The Puget Sound Partnership is a newly created Washington state agency responsible for protecting and restoring Puget Sound through a community-based effort. EnviroIssues is supporting the Partnership’s first step as they create an action agenda, which will be the road map for achieving a healthy Sound by 2020. We are providing outreach and communications planning and implementation, meeting coordination and facilitation, and information management support as the Partnership seeks to gain an understanding of the myriad problems facing Puget Sound.

EnviroIssues’ staff facilitate an external stakeholder group that is reviewing and commenting on Pierce County’s stormwater management manual update. At the table are community organizers, Master Builder members, environmental interests, and local engineers and landscape architects. The stakeholder group works closely with county technical staff to provide input on each volume of the revised manual to meet NPDES
permit requirements.

Washington’s Department of Ecology is leading an effort to raise public awareness of lead and arsenic contamination in Washington soil.
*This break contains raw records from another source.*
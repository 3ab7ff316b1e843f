use dnsclient::Error;
use dnsclient::Message;
use pretty_assertions::assert_eq;
use regex::Regex;

struct TestCase {
    // Name of the test case.
    name: &'static str,

    // Hex encoded binary string.
    binary: &'static str,

    // Dig-ish formatted output.
    string: &'static str,
}

const TESTS: &[TestCase] = &[
    TestCase {
        name: "example.com A",
        binary: concat!(
            "abcd81800001000100000000",
            "076578616d706c6503636f6d0000010001",
            "c00c000100010000012c00045db8d822",
        ),
        string: ";; ->>HEADER<<- opcode: Query, status: NoError, id: 43981
;; flags: qr rd ra; QUERY: 1, ANSWER: 1, AUTHORITY: 0, ADDITIONAL: 0

;; QUESTION SECTION:
;example.com. IN A

;; ANSWER SECTION:
example.com. 300 IN A 93.184.216.34",
    },
    TestCase {
        name: "google.com MX",
        binary: concat!(
            "12348180000100020000000006676f6f676c6503636f6d00000f0001",
            "c00c000f00010000012c0009000a04736d7470c00c",
            "c00c000f00010000012c0009001404616c7431c00c",
        ),
        string: ";; ->>HEADER<<- opcode: Query, status: NoError, id: 4660
;; flags: qr rd ra; QUERY: 1, ANSWER: 2, AUTHORITY: 0, ADDITIONAL: 0

;; QUESTION SECTION:
;google.com. IN MX

;; ANSWER SECTION:
google.com. 300 IN MX 10 smtp.google.com.
google.com. 300 IN MX 20 alt1.google.com.",
    },
    TestCase {
        name: "NXDOMAIN with SOA",
        binary: concat!(
            "000281830001000000010000046e6f7065076578616d706c6503636f6d0000010001",
            "c0110006000100000e10002c026e73056963616e6e036f726700036e6f6303646e73c031",
            "7886aa2700001c2000000e100012750000000e10",
        ),
        string: ";; ->>HEADER<<- opcode: Query, status: NXDomain, id: 2
;; flags: qr rd ra; QUERY: 1, ANSWER: 0, AUTHORITY: 1, ADDITIONAL: 0

;; QUESTION SECTION:
;nope.example.com. IN A

;; AUTHORITY SECTION:
example.com. 3600 IN SOA ns.icann.org. noc.dns.icann.org. 2022091303 7200 3600 1209600 3600",
    },
    TestCase {
        name: "CNAME, AAAA and an unknown type",
        binary: concat!(
            "00038180000100030000000003777777076578616d706c6503636f6d00001c0001",
            "c00c000500010000003c0002c010",
            "c010001c00010000003c001020010db8000000000000000000000001",
            "c010001000010000003c00060568656c6c6f",
        ),
        string: ";; ->>HEADER<<- opcode: Query, status: NoError, id: 3
;; flags: qr rd ra; QUERY: 1, ANSWER: 3, AUTHORITY: 0, ADDITIONAL: 0

;; QUESTION SECTION:
;www.example.com. IN AAAA

;; ANSWER SECTION:
www.example.com. 60 IN CNAME example.com.
example.com. 60 IN AAAA 2001:db8::1
example.com. 60 IN TYPE16 \\# 6 0568656c6c6f",
    },
];

fn normalise_whitespace(s: &str) -> String {
    let re = Regex::new(r"[ ]+").unwrap();
    re.replace_all(s, " ")
        .lines()
        .map(str::trim_end)
        .collect::<Vec<_>>()
        .join("\n")
        .trim()
        .to_string()
}

#[test]
fn test_from_slice() {
    for case in TESTS {
        let input = hex::decode(case.binary)
            .unwrap_or_else(|e| panic!("{}: Invalid test case input: {}", case.name, e));
        let m = Message::from_slice(&input)
            .unwrap_or_else(|e| panic!("{}: Unable to parse: {}", case.name, e));

        // Normalise the formatted output a little (to allow little whitespace changes).
        let got = normalise_whitespace(&format!("{}", m));
        let want = normalise_whitespace(case.string);

        assert_eq!(got, want, "{}: Formatted string doesn't match", case.name);
    }
}

#[test]
fn test_to_vec() {
    for case in TESTS {
        let input = hex::decode(case.binary).unwrap();
        let m = Message::from_slice(&input).unwrap();

        // Names are written uncompressed, so compare the decoded messages.
        let output = m
            .to_vec()
            .unwrap_or_else(|e| panic!("{}: Unable to encode: {}", case.name, e));
        let got = Message::from_slice(&output)
            .unwrap_or_else(|e| panic!("{}: Unable to parse encoded message: {}", case.name, e));

        assert_eq!(got, m, "{}", case.name);
        assert!(output.len() >= input.len(), "{}: expanded pointers", case.name);
    }
}

#[test]
fn test_truncated() {
    for case in TESTS {
        let input = hex::decode(case.binary).unwrap();

        for len in 0..input.len() {
            match Message::from_slice(&input[..len]) {
                Err(Error::Malformed(_)) => (),
                other => panic!("{}: {} bytes: expected Malformed, got {:?}", case.name, len, other),
            }
        }
    }
}
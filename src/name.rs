//! Domain names, and their wire encoding as defined by [rfc1035#section-3.1].
//!
//! [rfc1035#section-3.1]: https://datatracker.ietf.org/doc/html/rfc1035#section-3.1
use crate::bail;
use crate::errors::{Error, Result};
use std::fmt;
use std::net::IpAddr;
use std::str::FromStr;

/// A domain name, stored as an ordered list of labels.
///
/// Names are immutable once built. They are constructed from their textual
/// dotted form (for outgoing queries), or parsed out of a message (for
/// incoming responses). Comparison ignores ASCII case, as DNS does.
///
/// ```rust
/// use dnsclient::Name;
///
/// let name: Name = "www.example.com".parse().unwrap();
/// assert_eq!(name.to_string(), "www.example.com.");
/// assert_eq!(name.len(), 17);
/// ```
#[derive(Clone, Debug, Default)]
pub struct Name {
    // Each label is 1..=63 bytes. The encoded name (length prefixes, labels
    // and the trailing root label) is at most 255 bytes.
    labels: Vec<Vec<u8>>,
}

impl Name {
    /// Maximum length of an encoded name, including length prefixes. [RFC1035]
    pub const MAX_LEN: usize = 255;

    /// Restricts the length of a domain label to 63 characters. [RFC1034]
    pub const MAX_LABEL_LEN: usize = 63;

    /// The top two bits of a length byte that mark a compression pointer.
    const POINTER: u8 = 0b1100_0000;

    /// Returns the root name ".".
    pub fn root() -> Name {
        Name::default()
    }

    /// Builds a name from its labels, most specific first.
    ///
    /// # Errors
    ///
    /// Returns [`Error::Format`] if any label is empty or longer than 63
    /// bytes, or the encoded name would be longer than 255 bytes.
    pub fn from_labels<I, L>(labels: I) -> Result<Name>
    where
        I: IntoIterator<Item = L>,
        L: Into<Vec<u8>>,
    {
        let labels: Vec<Vec<u8>> = labels.into_iter().map(Into::into).collect();
        for label in &labels {
            Name::check_label(label)?;
        }

        let name = Name { labels };
        if name.len() > Name::MAX_LEN {
            bail!(
                Format,
                "domain name '{}' is too long ({} bytes, maximum is {})",
                name,
                name.len(),
                Name::MAX_LEN
            );
        }

        Ok(name)
    }

    fn check_label(label: &[u8]) -> Result<()> {
        // Dig's example errors
        // 'aaa....a' is not a legal name (label too long)
        // 'a....a' is not a legal name (empty label)
        if label.is_empty() {
            bail!(Format, "empty labels are not valid");
        }

        if label.len() > Name::MAX_LABEL_LEN {
            bail!(
                Format,
                "label '{}' is longer than {} bytes",
                String::from_utf8_lossy(label),
                Name::MAX_LABEL_LEN
            );
        }

        Ok(())
    }

    /// Builds the name used for reverse (PTR) lookups of the address.
    ///
    /// IPv4 addresses map to `d.c.b.a.in-addr.arpa.`, IPv6 addresses to
    /// their 32 nibbles in reverse order under `ip6.arpa.`.
    pub fn reverse(addr: IpAddr) -> Name {
        let mut labels: Vec<Vec<u8>> = match addr {
            IpAddr::V4(ip) => ip
                .octets()
                .iter()
                .rev()
                .map(|octet| octet.to_string().into_bytes())
                .collect(),

            IpAddr::V6(ip) => ip
                .octets()
                .iter()
                .rev()
                .flat_map(|octet| [octet & 0x0F, octet >> 4])
                .map(|nibble| format!("{:x}", nibble).into_bytes())
                .collect(),
        };

        let suffix: &[&str] = match addr {
            IpAddr::V4(_) => &["in-addr", "arpa"],
            IpAddr::V6(_) => &["ip6", "arpa"],
        };
        labels.extend(suffix.iter().map(|s| s.as_bytes().to_vec()));

        // At most 34 short labels, so always within the limits.
        Name { labels }
    }

    pub fn is_root(&self) -> bool {
        self.labels.is_empty()
    }

    /// Iterates over the labels, most specific first. The root label is not included.
    pub fn labels(&self) -> impl Iterator<Item = &[u8]> {
        self.labels.iter().map(Vec::as_slice)
    }

    /// Returns the number of bytes this name takes when encoded without compression.
    #[allow(clippy::len_without_is_empty)]
    pub fn len(&self) -> usize {
        self.labels.iter().map(|label| label.len() + 1).sum::<usize>() + 1
    }

    /// Returns the dotted form without the trailing root dot, for example
    /// `dns.google`. The root name is returned as `.`.
    pub fn to_unrooted_string(&self) -> String {
        let mut s = self.to_string();
        if !self.is_root() {
            s.pop();
        }
        s
    }

    /// Appends the uncompressed wire encoding of this name to `buf`.
    pub fn write(&self, buf: &mut Vec<u8>) {
        for label in &self.labels {
            // Checked at construction to be at most 63.
            buf.push(label.len() as u8);
            buf.extend_from_slice(label);
        }
        buf.push(0);
    }

    /// Returns the uncompressed wire encoding of this name.
    pub fn to_vec(&self) -> Vec<u8> {
        let mut buf = Vec::with_capacity(self.len());
        self.write(&mut buf);
        buf
    }

    /// Parses a name starting at `offset` within the whole message `buf`,
    /// following compression pointers as needed.
    ///
    /// Returns the name, and the offset just past the name's own bytes. That
    /// is after the terminating zero, or after the first pointer, regardless
    /// of where the pointer led.
    ///
    /// # Errors
    ///
    /// Returns [`Error::Malformed`] if the name runs past the end of the
    /// buffer, is too long, uses a reserved label type, or contains a pointer
    /// that does not point strictly before the run of labels it belongs to.
    /// The latter guarantees every pointer chain terminates. As a second bound
    /// no more pointers are followed than there are bytes in the message.
    pub fn parse(buf: &[u8], offset: usize) -> Result<(Name, usize)> {
        let mut labels = Vec::new();
        let mut len = 1; // The root label
        let mut pos = offset;

        // Start of the current run of labels, moved each time a pointer is followed.
        let mut run_start = offset;
        let mut next = None;
        let mut hops = 0;

        loop {
            let b = match buf.get(pos) {
                Some(b) => *b,
                None => bail!(Malformed, "name at offset {} runs past end of message", offset),
            };

            match b & Name::POINTER {
                0x00 if b == 0 => {
                    pos += 1;
                    break;
                }

                // A normal label.
                0x00 => {
                    let start = pos + 1;
                    let end = start + b as usize;
                    let label = match buf.get(start..end) {
                        Some(label) => label,
                        None => bail!(Malformed, "label at offset {} runs past end of message", pos),
                    };

                    len += label.len() + 1;
                    if len > Name::MAX_LEN {
                        bail!(Malformed, "name at offset {} is longer than {} bytes", offset, Name::MAX_LEN);
                    }

                    labels.push(label.to_vec());
                    pos = end;
                }

                // Compression
                Name::POINTER => {
                    let b2 = match buf.get(pos + 1) {
                        Some(b2) => *b2,
                        None => bail!(Malformed, "pointer at offset {} runs past end of message", pos),
                    };
                    let ptr = ((b & !Name::POINTER) as usize) << 8 | b2 as usize;

                    if next.is_none() {
                        next = Some(pos + 2);
                    }

                    hops += 1;
                    if hops > buf.len() {
                        bail!(Malformed, "too many compression pointers in name at offset {}", offset);
                    }

                    // Make sure we don't get into a loop.
                    if ptr >= run_start {
                        bail!(
                            Malformed,
                            "invalid compression pointer at offset {} to offset {}",
                            pos,
                            ptr
                        );
                    }

                    run_start = ptr;
                    pos = ptr;
                }

                // 0x40 and 0x80 are reserved (rfc6891 deprecated the extended label type).
                _ => bail!(Malformed, "unsupported label type {:#04x} at offset {}", b, pos),
            }
        }

        Ok((Name { labels }, next.unwrap_or(pos)))
    }
}

impl FromStr for Name {
    type Err = Error;

    /// Parses a domain name in dotted form. The trailing dot is optional.
    /// Unicode names are puny encoded first.
    fn from_str(s: &str) -> Result<Self> {
        let ascii;
        let s = if s.is_ascii() {
            s
        } else {
            ascii = match idna::domain_to_ascii(s) {
                Ok(ascii) => ascii,
                Err(e) => bail!(Format, "invalid domain name '{}': {}", s, e),
            };
            ascii.as_str()
        };

        if s.is_empty() || s == "." {
            return Ok(Name::root());
        }

        Name::from_labels(s.split_terminator('.').map(str::as_bytes))
    }
}

impl PartialEq for Name {
    fn eq(&self, other: &Self) -> bool {
        self.labels.len() == other.labels.len()
            && self
                .labels
                .iter()
                .zip(&other.labels)
                .all(|(a, b)| a.eq_ignore_ascii_case(b))
    }
}

impl Eq for Name {}

impl fmt::Display for Name {
    fn fmt(&self, f: &mut fmt::Formatter) -> fmt::Result {
        if self.labels.is_empty() {
            return write!(f, ".");
        }

        for label in &self.labels {
            for b in label {
                match b {
                    b'.' | b'\\' => write!(f, "\\{}", *b as char)?,
                    0x21..=0x7E => write!(f, "{}", *b as char)?,
                    _ => write!(f, "\\{:03}", b)?,
                }
            }
            write!(f, ".")?;
        }

        Ok(())
    }
}

#[cfg(test)]
mod tests {
    use super::*;
    use pretty_assertions::assert_eq;

    #[test]
    fn test_from_str() {
        assert_eq!(Name::from_str("").unwrap().to_string(), ".");
        assert_eq!(Name::from_str(".").unwrap().to_string(), ".");
        assert_eq!(Name::from_str("com").unwrap().to_string(), "com.");
        assert_eq!(Name::from_str("com.").unwrap().to_string(), "com.");
        assert_eq!(Name::from_str("a.b.com").unwrap().to_string(), "a.b.com.");
        assert_eq!(Name::from_str("a.b.com.").unwrap().to_string(), "a.b.com.");

        assert_eq!(
            Name::from_str("académie-française.fr").unwrap().to_string(),
            "xn--acadmie-franaise-npb1a.fr."
        );
    }

    #[test]
    fn test_from_str_errors() {
        assert!(matches!(Name::from_str("a..com"), Err(Error::Format(_))));
        assert!(matches!(Name::from_str(".com"), Err(Error::Format(_))));

        let label = "a".repeat(63);
        assert!(Name::from_str(&label).is_ok());

        let label = "a".repeat(64);
        assert!(matches!(Name::from_str(&label), Err(Error::Format(_))));

        // 4 labels of 63 bytes, encodes to 4 * 64 + 1 = 257 bytes.
        let long = vec!["b".repeat(63); 4].join(".");
        assert!(matches!(Name::from_str(&long), Err(Error::Format(_))));

        // 3 labels of 63, plus one of 61, encodes to exactly 255 bytes.
        let max = format!("{}.{}", vec!["c".repeat(63); 3].join("."), "d".repeat(61));
        assert_eq!(Name::from_str(&max).unwrap().len(), Name::MAX_LEN);
    }

    #[test]
    fn test_eq_ignores_case() {
        assert_eq!(
            Name::from_str("WWW.Example.COM").unwrap(),
            Name::from_str("www.example.com.").unwrap()
        );
        assert_ne!(
            Name::from_str("www.example.com").unwrap(),
            Name::from_str("example.com").unwrap()
        );
    }

    #[test]
    fn test_write() {
        let name = Name::from_str("www.example.com").unwrap();
        assert_eq!(name.to_vec(), b"\x03www\x07example\x03com\x00".to_vec());
        assert_eq!(name.len(), name.to_vec().len());

        assert_eq!(Name::root().to_vec(), vec![0]);
    }

    #[test]
    fn test_parse_roundtrip() {
        for s in &[".", "com.", "example.com.", "a.b.c.d.e.f.g.", "xn--74h.com."] {
            let name = Name::from_str(s).unwrap();
            let buf = name.to_vec();
            let (got, next) = Name::parse(&buf, 0).unwrap();

            assert_eq!(got, name);
            assert_eq!(got.to_string(), *s);
            assert_eq!(next, buf.len());
        }
    }

    #[test]
    fn test_parse_compressed() {
        // "com." at 0, then "example" followed by a pointer back to "com".
        let buf = b"\x03com\x00\x07example\xC0\x00\x01\x02";

        let (name, next) = Name::parse(buf, 5).unwrap();
        assert_eq!(name.to_string(), "example.com.");
        assert_eq!(next, 15); // Just after the pointer, not after "com".

        let uncompressed = b"\x07example\x03com\x00";
        let (want, _) = Name::parse(uncompressed, 0).unwrap();
        assert_eq!(name, want);
    }

    #[test]
    fn test_parse_chained_pointers() {
        // "com" at 0, "example" + ptr(0) at 5, "www" + ptr(5) at 15.
        let buf = b"\x03com\x00\x07example\xC0\x00\x03www\xC0\x05";
        let (name, next) = Name::parse(buf, 15).unwrap();
        assert_eq!(name.to_string(), "www.example.com.");
        assert_eq!(next, buf.len());
    }

    #[test]
    fn test_parse_pointer_loops() {
        // Pointer to itself.
        assert!(matches!(Name::parse(b"\xC0\x00", 0), Err(Error::Malformed(_))));

        // Label then a pointer back to the start of the same name.
        assert!(matches!(Name::parse(b"\x03abc\xC0\x00", 0), Err(Error::Malformed(_))));

        // Pointer forward.
        assert!(matches!(Name::parse(b"\xC0\x02\x00", 0), Err(Error::Malformed(_))));

        // Two names pointing at each other.
        let buf = b"\x01a\xC0\x04\x01b\xC0\x00";
        assert!(matches!(Name::parse(buf, 4), Err(Error::Malformed(_))));
    }

    #[test]
    fn test_parse_truncated() {
        assert!(matches!(Name::parse(b"", 0), Err(Error::Malformed(_))));
        assert!(matches!(Name::parse(b"\x03co", 0), Err(Error::Malformed(_))));
        assert!(matches!(Name::parse(b"\x03com", 0), Err(Error::Malformed(_))));
        assert!(matches!(Name::parse(b"\x03com\x00\xC0", 5), Err(Error::Malformed(_))));
        assert!(matches!(Name::parse(b"\x40abc\x00", 0), Err(Error::Malformed(_))));
    }

    #[test]
    fn test_display_escapes() {
        let name = Name::from_labels(vec![b"a.b".to_vec(), b"c d".to_vec(), b"e".to_vec()]).unwrap();
        assert_eq!(name.to_string(), "a\\.b.c\\032d.e.");
    }

    #[test]
    fn test_reverse() {
        assert_eq!(
            Name::reverse("8.8.4.4".parse().unwrap()).to_string(),
            "4.4.8.8.in-addr.arpa."
        );
        assert_eq!(
            Name::reverse("2001:db8::567:89ab".parse().unwrap()).to_string(),
            "b.a.9.8.7.6.5.0.0.0.0.0.0.0.0.0.0.0.0.0.0.0.0.0.8.b.d.0.1.0.0.2.ip6.arpa."
        );
    }

    #[test]
    fn test_to_unrooted_string() {
        assert_eq!(Name::from_str("dns.google.").unwrap().to_unrooted_string(), "dns.google");
        assert_eq!(Name::root().to_unrooted_string(), ".");
    }
}
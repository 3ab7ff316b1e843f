//! Various traits to help parsing of DNS messages.

use crate::errors::{truncated, Result};
use crate::name::Name;
use crate::types::{Class, Type};
use byteorder::{ReadBytesExt, BE};
use std::io::Cursor;
use std::io::Read;

pub(crate) trait SeekExt {
    /// Returns the number of bytes remaining to be consumed.
    /// This is used as a way to check for malformed input.
    fn remaining(&self) -> usize;
}

impl<'a> SeekExt for Cursor<&'a [u8]> {
    fn remaining(&self) -> usize {
        let pos = self.position() as usize;
        self.get_ref().len().saturating_sub(pos)
    }
}

/// Extensions to a `Cursor` over a whole DNS message, to read some DNS
/// specific types. Running out of bytes is reported as a malformed message.
pub(crate) trait DNSReadExt {
    /// Reads a domain name, following compression pointers anywhere earlier
    /// in the message. Leaves the cursor just after the name's own bytes.
    fn read_name(&mut self) -> Result<Name>;

    /// Reads a DNS Type.
    fn read_type(&mut self) -> Result<Type>;

    /// Reads a DNS Class.
    fn read_class(&mut self) -> Result<Class>;

    fn read_be_u16(&mut self) -> Result<u16>;
    fn read_be_u32(&mut self) -> Result<u32>;

    /// Reads exactly `len` bytes.
    fn read_bytes(&mut self, len: usize) -> Result<Vec<u8>>;

    /// Reads exactly `N` bytes into an array.
    fn read_array<const N: usize>(&mut self) -> Result<[u8; N]>;
}

impl<'a> DNSReadExt for Cursor<&'a [u8]> {
    fn read_name(&mut self) -> Result<Name> {
        let (name, next) = Name::parse(self.get_ref(), self.position() as usize)?;
        self.set_position(next as u64);

        Ok(name)
    }

    fn read_type(&mut self) -> Result<Type> {
        Ok(self.read_be_u16()?.into())
    }

    fn read_class(&mut self) -> Result<Class> {
        Ok(self.read_be_u16()?.into())
    }

    fn read_be_u16(&mut self) -> Result<u16> {
        self.read_u16::<BE>().map_err(truncated)
    }

    fn read_be_u32(&mut self) -> Result<u32> {
        self.read_u32::<BE>().map_err(truncated)
    }

    fn read_bytes(&mut self, len: usize) -> Result<Vec<u8>> {
        let mut buf = vec![0; len];
        self.read_exact(&mut buf).map_err(truncated)?;
        Ok(buf)
    }

    fn read_array<const N: usize>(&mut self) -> Result<[u8; N]> {
        let mut buf = [0; N];
        self.read_exact(&mut buf).map_err(truncated)?;
        Ok(buf)
    }
}

#[cfg(test)]
mod tests {
    use super::*;
    use crate::errors::Error;

    #[test]
    fn test_read_past_end() {
        let mut cur = Cursor::new(&b"\x00\x01\x02"[..]);
        assert_eq!(cur.read_be_u16().unwrap(), 1);
        assert_eq!(cur.remaining(), 1);
        assert!(matches!(cur.read_be_u16(), Err(Error::Malformed(_))));
    }

    #[test]
    fn test_read_name_moves_past_pointer() {
        let buf = &b"\x03com\x00\xC0\x00\x00\x0F"[..];
        let mut cur = Cursor::new(buf);
        cur.set_position(5);

        assert_eq!(cur.read_name().unwrap().to_string(), "com.");
        assert_eq!(cur.read_type().unwrap(), Type::MX);
        assert_eq!(cur.remaining(), 0);
    }
}
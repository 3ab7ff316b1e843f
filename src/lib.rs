//! A DNS wire format codec, and an async stub resolver.
//!
//! Messages are built and parsed with [`Message`]. Queries are sent with the
//! clients in [`clients`], which speak DNS over UDP, falling back to TCP when
//! a response is truncated. [`clients::Resolver`] wraps them with address,
//! reverse and generic record lookups.
//!
//! ```rust,no_run
//! use dnsclient::clients::Resolver;
//! use dnsclient::Type;
//!
//! #[tokio::main]
//! async fn main() -> Result<(), dnsclient::Error> {
//!     let resolver = Resolver::new("8.8.8.8:53")?;
//!
//!     for ip in resolver.lookup("example.com", Type::A).await? {
//!         println!("{}", ip);
//!     }
//!
//!     println!("{}", resolver.reverse("8.8.8.8".parse().unwrap()).await?);
//!     Ok(())
//! }
//! ```
#[macro_use]
mod cfg;

mod display;
mod dns;
mod errors;
mod from_str;
mod io;
pub mod name;
pub mod resource;
pub mod types;

cfg_feature! {
    #![feature = "tcp"]
    pub mod clients;
}

#[macro_use]
extern crate lazy_static;

pub use crate::dns::HEADER_LEN;
pub use crate::errors::{Error, Result};
pub use crate::from_str::FromStrError;
pub use crate::types::*;

// Pull up the various types that should be on the front page of the docs.
#[doc(inline)]
pub use crate::name::Name;
#[doc(inline)]
pub use crate::resource::{Resource, MX, SOA};
#[doc(inline)]
pub use crate::types::Message;
#[doc(inline)]
pub use crate::types::Question;
#[doc(inline)]
pub use crate::types::Record;

#[doc(inline)]
pub use crate::types::Class;

#[doc(inline)]
pub use crate::types::Type;
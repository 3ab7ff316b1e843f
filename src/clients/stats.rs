use crate::types::{Protocol, Stats};
use std::net::SocketAddr;
use std::time::Instant;
use std::time::SystemTime;

/// Builder class to aid in the construction of Stats objects.
pub(crate) struct StatsBuilder {
    start: SystemTime,
    timer: Instant,
    request_size: usize,
}

impl StatsBuilder {
    /// Call just before the request is sent, with the payload size.
    pub fn start(request_size: usize) -> StatsBuilder {
        StatsBuilder {
            start: SystemTime::now(),
            timer: Instant::now(),

            request_size,
        }
    }

    /// Call just after the response is received. Consumes the StatsBuilder and returns a Stats.
    pub fn end(self, server: SocketAddr, protocol: Protocol, response_size: usize) -> Stats {
        Stats {
            start: self.start,
            duration: self.timer.elapsed(),

            request_size: self.request_size,

            server,
            protocol,
            response_size,
        }
    }
}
Some of these contaminated areas are now residential areas, schools, childcare facilities, camps and parks. EnviroIssues developed brochures to inform people that the soil where their children play may be contaminated, and to provide them with protective steps they can implement. We used a technical report explaining the extent of the potentially contaminated area and the human health and ecological effects to develop a series of “Soil Safety Guidance” brochures that could be quickly and easily understood by the public.

Under a legislative mandate to identify and implement opportunities for environmental permit streamlining, the Washington State Department of Transportation hired EnviroIssues to research and provide recommendations on public and agency review processes. We worked with the WSDOT’s Transportation Permit Efficiency and Accountability Committee’s one stop and pilot project subcommittee to prepare a questionnaire for agency permit reviewers to complete. Based on the results and further research, we analyzed and highlighted agency and public review processes and identified opportunities for maximizing concurrent review and avoiding delay. Our final product was a white paper identifying issues associated with agency and public review.